## PROBLEM DETAILS
The answer is every line of the records that holds the word "Check", copied in full.

Stored items
/---
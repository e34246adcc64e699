//! GraphQL client error types.

use armature_graphql_proxy::ProxyError;
use serde_json::Value;
use thiserror::Error;

/// Result type for GraphQL client operations.
pub type Result<T> = std::result::Result<T, GraphQLError>;

/// GraphQL client errors.
#[derive(Debug, Error)]
pub enum GraphQLError {
    /// HTTP request failed.
    #[error("HTTP error: {0}")]
    Http(#[from] reqwest::Error),

    /// JSON serialization/deserialization error.
    #[error("JSON error: {0}")]
    Json(#[from] serde_json::Error),

    /// The proxy rejected the call.
    #[error("Proxy error ({status}): {message}")]
    Proxy {
        /// HTTP-equivalent status code.
        status: u16,
        /// Error message reported by the proxy.
        message: String,
        /// Upstream body, when the upstream answered with JSON.
        data: Option<Value>,
    },

    /// Invalid URL.
    #[error("Invalid URL: {0}")]
    InvalidUrl(String),

    /// Configuration error.
    #[error("Configuration error: {0}")]
    Config(String),

    /// Parse error.
    #[error("Parse error: {0}")]
    Parse(String),
}

impl GraphQLError {
    /// Check if this is a network error.
    pub fn is_network_error(&self) -> bool {
        matches!(self, Self::Http(_))
    }

    /// Check if the proxy answered with an error status.
    pub fn is_proxy_error(&self) -> bool {
        matches!(self, Self::Proxy { .. })
    }

    /// Get the HTTP status code, if known.
    pub fn status_code(&self) -> Option<u16> {
        match self {
            Self::Proxy { status, .. } => Some(*status),
            Self::Http(e) => e.status().map(|s| s.as_u16()),
            _ => None,
        }
    }
}

impl From<ProxyError> for GraphQLError {
    fn from(err: ProxyError) -> Self {
        Self::Proxy {
            status: err.status_code(),
            data: err.transport_error().and_then(|e| e.body_json()),
            message: err.to_string(),
        }
    }
}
\---
## SOLUTION
    /// Check if this is a network error.
    /// Check if the proxy answered with an error status.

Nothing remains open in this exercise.